3. The attempt at a solution
=33.1xe - (0.693x15/457.699)
A=32.1kBq

2. Jun 27, 2013

### rude man

About right, although you should use more significant digits than ln(0.5) = 0.693. I got 32.4 for my answer.

3. Jun 27, 2013

### HallsofIvy

Staff Emeritus
Rather than use that formula, you could simply use the fact that "The half life of americium-241 is 457.699 years" means that Americium reduces by 1/2 every 457.699 years. 15 years is 15/457.699= 0.033 "half lives" so the sample is reduced by $$(1/2)^{0.033}= 0.98$$ times: 0.98(33.1)= 32 mg.

I am using two significant figures for my answer because "15 years", given to 2 significant figures, is the least accurate figure.

4. Jun 27, 2013

### rude man

"15 years" could have meant 15.000 years,; it probably did.

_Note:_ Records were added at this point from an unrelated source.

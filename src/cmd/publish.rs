// repo-setup: Publish local folders as hosted Git repositories
//
// SPDX-FileCopyrightText: 2026 Romeo Ahmed
// SPDX-License-Identifier: GPL-3.0-or-later

//! Publish command.
//!
//! ```text
//! publish --> report
//!               | conflict && --force-existing
//!               v
//!           confirm_force_push --> publish again (force push)
//! ```

use std::io::Write;

use anyhow::{Context, bail};
use tracing::warn;

use super::render::publish_lines;
use super::{credentials, dispatcher, run_operation};
use crate::cli::repo::PublishArgs;
use crate::config::Config;
use crate::error::Result;
use crate::git::backend::LocalVcs;
use crate::orchestrator::outcome::PublishReport;
use crate::orchestrator::target::{Credentials, PublishOptions, RepositoryTarget, Visibility};
use crate::worker::{Dispatcher, Operation, OperationResult};

/// `--private` and `--public` win over `publish.private`.
#[must_use]
pub fn visibility(args: &PublishArgs, config: &Config) -> Visibility {
    if args.private {
        Visibility::Private
    } else if args.public {
        Visibility::Public
    } else {
        Visibility::from_private(config.publish.private)
    }
}

/// Run the publish command.
///
/// # Errors
///
/// Returns an error if the folder is invalid, any publish step fails, or the
/// repository already exists and `--force-existing` was not given.
pub async fn run_publish_command(args: &PublishArgs, config: &Config) -> Result<()> {
    let target = RepositoryTarget::builder()
        .local_path(args.folder.clone())
        .maybe_repo_name(args.name.clone())
        .visibility(visibility(args, config))
        .maybe_description(args.description.clone())
        .build()
        .context("invalid publish target")?;
    let options = PublishOptions {
        push: !args.no_push,
        confirmation: None,
        message: args.message.clone(),
    };

    let dispatcher = dispatcher(config)?;
    let credentials = credentials(config);
    let report = publish_or_overwrite(
        &dispatcher,
        &target,
        options,
        &credentials,
        args.force_existing,
        &mut std::io::stdout(),
    )
    .await?;
    finish(&report)
}

/// Publish `target`, and when the run stops at an existing repository and
/// `force_existing` is set, publish again with the confirmation that run
/// produced. Each report is written to `out`.
///
/// # Errors
///
/// Returns an error if dispatch fails, output cannot be written, or the
/// repository already exists and `force_existing` is false.
pub async fn publish_or_overwrite<V: LocalVcs + 'static, W: Write>(
    dispatcher: &Dispatcher<V>,
    target: &RepositoryTarget,
    options: PublishOptions,
    credentials: &Credentials,
    force_existing: bool,
    out: &mut W,
) -> Result<PublishReport> {
    let report = publish_once(dispatcher, target, options.clone(), credentials).await?;
    write_report(out, &report)?;

    let Some(confirmation) = report.confirm_force_push() else {
        return Ok(report);
    };
    if !force_existing {
        bail!(
            "{} already exists; rerun with --force-existing to overwrite its history",
            confirmation.full_name()
        );
    }
    warn!(repo = confirmation.full_name(), "overwriting existing repository");
    let options = PublishOptions {
        confirmation: Some(confirmation),
        ..options
    };
    let report = publish_once(dispatcher, target, options, credentials).await?;
    write_report(out, &report)?;
    Ok(report)
}

/// Submit one publish run and unwrap its report.
///
/// # Errors
///
/// Returns an error if the folder is busy or the worker produced something
/// other than a report.
pub async fn publish_once<V: LocalVcs + 'static>(
    dispatcher: &Dispatcher<V>,
    target: &RepositoryTarget,
    options: PublishOptions,
    credentials: &Credentials,
) -> Result<PublishReport> {
    let op = Operation::Publish {
        target: target.clone(),
        options,
        credentials: credentials.clone(),
    };
    match run_operation(dispatcher, target.local_path(), op).await? {
        OperationResult::Published(report) => Ok(report),
        other => bail!("unexpected publish result: {other:?}"),
    }
}

fn write_report<W: Write>(out: &mut W, report: &PublishReport) -> Result<()> {
    for line in publish_lines(report) {
        writeln!(out, "{line}")?;
    }
    Ok(())
}

fn finish(report: &PublishReport) -> Result<()> {
    if report.succeeded() {
        Ok(())
    } else {
        bail!("publish did not complete")
    }
}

Not extending log(0.5) to more than 3 sig. digits means an error of 0.4/32.357 = 1.24%.

5. Jun 27, 2013

### Staff: Mentor

You cannot compare the digits like that.
A more extreme example: if the initial radiation is 33.10000 kBq, what is the radiation after 1 second? Sure, the time has just one digit, but the activity will be 33.10000 kBq after 0 seconds and 2 seconds, too. 33kBq would be a wrong answer.

6. Jun 27, 2013

### rude man

Yes indeed.
Assume it was for 30 years instead of 15. The answer to 2 sig. digits would still have been 32 kBq!

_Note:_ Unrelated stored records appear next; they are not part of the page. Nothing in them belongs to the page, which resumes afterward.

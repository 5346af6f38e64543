// repo-setup: Publish local folders as hosted Git repositories
//
// SPDX-FileCopyrightText: 2026 Romeo Ahmed
// SPDX-License-Identifier: GPL-3.0-or-later

use super::{DispatchError, Dispatcher, Operation, OperationResult};
use crate::config::Config;
use crate::git::backend::GitCli;
use crate::hosted::HostedClient;
use crate::orchestrator::Orchestrator;
use crate::orchestrator::outcome::OutcomeKind;
use std::fs;
use std::path::Path;
use std::time::Duration;
use tempfile::TempDir;

fn temp_dir() -> TempDir {
    tempfile::tempdir().expect("failed to create temp dir")
}

fn dispatcher(home: &Path) -> Dispatcher {
    let global = home.join("gitconfig");
    fs::write(
        &global,
        "[init]\n\tdefaultBranch = main\n[user]\n\tname = Test\n\temail = test@example.com\n",
    )
    .unwrap();
    let git = GitCli::default()
        .env("GIT_CONFIG_GLOBAL", global)
        .env("GIT_CONFIG_NOSYSTEM", "1");
    let orchestrator = Orchestrator::new(
        git,
        HostedClient::new("http://127.0.0.1:9", Duration::from_secs(1)),
        &Config::default(),
    );
    Dispatcher::new(orchestrator).expect("inside a runtime")
}

#[tokio::test(flavor = "multi_thread", worker_threads = 2)]
async fn test_submit_returns_result() {
    let home = temp_dir();
    let work = temp_dir();
    let dispatcher = dispatcher(home.path());

    let rx = dispatcher
        .submit(work.path(), Operation::Initialize)
        .unwrap();
    let result = rx.recv_async().await.unwrap();
    assert!(result.succeeded());
    assert!(matches!(
        result,
        OperationResult::Step(ref outcome) if outcome.kind == OutcomeKind::Initialized
    ));
    assert!(work.path().join(".git").exists());

    dispatcher.shutdown().await;
    assert!(!dispatcher.is_busy(work.path()));
}

#[tokio::test(flavor = "multi_thread", worker_threads = 2)]
async fn test_second_operation_on_same_path_is_refused() {
    let home = temp_dir();
    let work = temp_dir();
    let dispatcher = dispatcher(home.path());

    let guard = dispatcher.claim(work.path()).unwrap();
    assert!(dispatcher.is_busy(work.path()));
    let refused = dispatcher.submit(work.path(), Operation::Status);
    assert!(matches!(refused, Err(DispatchError::Busy { .. })));

    drop(guard);
    assert!(!dispatcher.is_busy(work.path()));
    let rx = dispatcher.submit(work.path(), Operation::Status).unwrap();
    match rx.recv_async().await.unwrap() {
        OperationResult::Status(report) => assert!(!report.state.initialized),
        other => panic!("expected status, got {other:?}"),
    }
}

#[tokio::test(flavor = "multi_thread", worker_threads = 2)]
async fn test_relative_and_absolute_forms_share_a_slot() {
    let home = temp_dir();
    let dispatcher = dispatcher(home.path());
    let absolute = std::env::current_dir().unwrap().join("site-in-flight");

    let guard = dispatcher.claim(&absolute).unwrap();
    assert!(dispatcher.is_busy(Path::new("site-in-flight")));
    let refused = dispatcher.submit("site-in-flight", Operation::Status);
    assert!(matches!(refused, Err(DispatchError::Busy { .. })));
    let dotted = dispatcher.submit("./site-in-flight", Operation::Status);
    assert!(matches!(dotted, Err(DispatchError::Busy { .. })));

    drop(guard);
    assert!(!dispatcher.is_busy(Path::new("site-in-flight")));
}

#[tokio::test(flavor = "multi_thread", worker_threads = 2)]
async fn test_distinct_paths_run_side_by_side() {
    let home = temp_dir();
    let first = temp_dir();
    let second = temp_dir();
    let dispatcher = dispatcher(home.path());

    let a = dispatcher.submit(first.path(), Operation::Initialize).unwrap();
    let b = dispatcher.submit(second.path(), Operation::Initialize).unwrap();
    assert!(a.recv_async().await.unwrap().succeeded());
    assert!(b.recv_async().await.unwrap().succeeded());
}

#[tokio::test(flavor = "multi_thread", worker_threads = 2)]
async fn test_failed_query_is_reported() {
    let home = temp_dir();
    let work = temp_dir();
    let dispatcher = dispatcher(home.path());

    let init = dispatcher.submit(work.path(), Operation::Initialize).unwrap();
    init.recv_async().await.unwrap();

    let rx = dispatcher.submit(work.path(), Operation::WebUrl).unwrap();
    let result = rx.recv_async().await.unwrap();
    assert!(!result.succeeded());
    assert!(matches!(result, OperationResult::Failed(_)));
}

#[test]
fn test_new_outside_runtime_fails() {
    let orchestrator = Orchestrator::new(
        GitCli::default(),
        HostedClient::new("http://127.0.0.1:9", Duration::from_secs(1)),
        &Config::default(),
    );
    assert!(matches!(
        Dispatcher::new(orchestrator),
        Err(DispatchError::NoRuntime(_))
    ));
}
// repo-setup: Publish local folders as hosted Git repositories
//
// SPDX-FileCopyrightText: 2026 Romeo Ahmed
// SPDX-License-Identifier: GPL-3.0-or-later

//! Configuration loading from multiple sources.
//!
//! ```text
//! ConfigLoader::new()
//!   .add_toml_file(req)
//!   .add_toml_file_optional(opt)
//!   .add_toml_str()
//!   .with_env_prefix("REPO_SETUP")
//!   .set(key, value)
//!        |
//!        v
//!    build() --> Config (validated)
//! ```
//!
//! Environment keys use `_` after the prefix and `__` between section and
//! key: `REPO_SETUP_HOSTED__API_URL` sets `hosted.api_url`.

use std::path::{Path, PathBuf};

use super::Config;
use crate::error::Result;

/// Builder for loading configuration from multiple sources.
pub struct ConfigLoader {
    builder: config::ConfigBuilder<config::builder::DefaultState>,
    env_prefix: Option<String>,
    files: Vec<(String, PathBuf)>,
}

impl ConfigLoader {
    #[must_use]
    pub fn new() -> Self {
        Self {
            builder: config::Config::builder(),
            env_prefix: None,
            files: Vec::new(),
        }
    }

    /// Adds a required TOML file; `build()` fails if it is missing or invalid.
    #[must_use]
    pub fn add_toml_file<P: AsRef<Path>>(mut self, path: P) -> Self {
        use config::{File, FileFormat};
        let p = path.as_ref();
        self.builder = self
            .builder
            .add_source(File::from(p).format(FileFormat::Toml).required(true));
        self.files.push(("file".to_string(), p.to_path_buf()));
        self
    }

    #[must_use]
    pub fn add_toml_file_optional<P: AsRef<Path>>(mut self, path: P) -> Self {
        use config::{File, FileFormat};
        let p = path.as_ref();
        self.builder = self
            .builder
            .add_source(File::from(p).format(FileFormat::Toml).required(false));
        if p.exists() {
            self.files.push(("optional".to_string(), p.to_path_buf()));
        }
        self
    }

    #[must_use]
    pub fn add_toml_str(mut self, content: &str) -> Self {
        use config::{File, FileFormat};
        self.builder = self
            .builder
            .add_source(File::from_str(content, FileFormat::Toml));
        self.files
            .push(("string".to_string(), PathBuf::from("<string>")));
        self
    }

    #[must_use]
    pub fn with_env_prefix(mut self, prefix: &str) -> Self {
        self.env_prefix = Some(prefix.to_string());
        self
    }

    /// Sets a configuration override (highest priority).
    ///
    /// # Errors
    ///
    /// Returns an error if the key is invalid or the value cannot be converted.
    pub fn set<T: Into<config::Value>>(mut self, key: &str, value: T) -> Result<Self> {
        self.builder = self
            .builder
            .set_override(key, value)
            .map_err(|e| anyhow::anyhow!("config override '{key}': {e}"))?;
        Ok(self)
    }

    /// Builds and validates the configuration.
    ///
    /// # Errors
    ///
    /// Returns an error if:
    /// - A required file is missing or has invalid TOML syntax.
    /// - An environment variable cannot be parsed.
    /// - The merged values do not match the `Config` structure.
    /// - A value fails validation (see `Config::validate`).
    pub fn build(self) -> Result<Config> {
        let builder = match &self.env_prefix {
            Some(prefix) => self.builder.add_source(
                config::Environment::with_prefix(prefix)
                    .prefix_separator("_")
                    .separator("__")
                    .try_parsing(true),
            ),
            None => self.builder,
        };
        let cfg = builder.build()?;
        let config: Config = cfg.try_deserialize()?;
        config.validate()?;
        Ok(config)
    }

    #[must_use]
    pub fn format_loaded_files(&self) -> Vec<String> {
        self.files
            .iter()
            .enumerate()
            .map(|(i, (source, path))| format!("{}. [{}] {}", i + 1, source, path.display()))
            .collect()
    }
}

impl Default for ConfigLoader {
    fn default() -> Self {
        Self::new()
    }
}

Good point, enforcing precision on the 15 yrs was pointless; but log(0.5) should have been extended to more than 3 sig. digits. Agreed?

7. Jun 27, 2013

### haruspex

Good point - this is exponentiation, not multiplication or division. A 6 month error in the 15 years (though I agree with rude man that the question probably does not intend you to assume that) would be ±3.3%, but the resulting error in 2-n is only 0.08%.
OTOH, if the question had asked how much had decayed, there would be a subtraction involved, and the error would now be back to ±3.3% (not a coincidence).

8. Jun 27, 2013

### rude man

A 6 month error in the 15 years would have given an error of 0.077%:

let τ = -457.699/ln(0.5) = 660.32

A = 33.1 exp(-t/τ)
A = 33.1 exp(-15/660.32) = 32.357
A' = 33.1 exp(-15.5/660.32) = 32.332
(A - A')/A = 0.077%.

9. Jun 27, 2013

### haruspex

Wasn't 0.08% near enough?

10. Jun 27, 2013

### rude man

You said 3.3%, maybe I misinterpreted?

11. Jun 27, 2013

### haruspex

I wrote that ±6 months on 15 years was a 3.3% error, producing a 0.08% error in the answer.

12. Jun 28, 2013

### Staff: Mentor

I would use more digits (or 2^...), but that is a small correction. The difference between your answers is just a calculation error in the first post. I get 32.35671 with the exact value and 32.35655 with the ln(2)-approximation.
The relative error on ln(2) can be compared to the relative error of those 15 years - the answer is not very sensitive to it.

13. Jun 28, 2013

### rude man

You're right, the OP's first (& only so far) post did not do the arithmetic correctly & I hadn't checked it.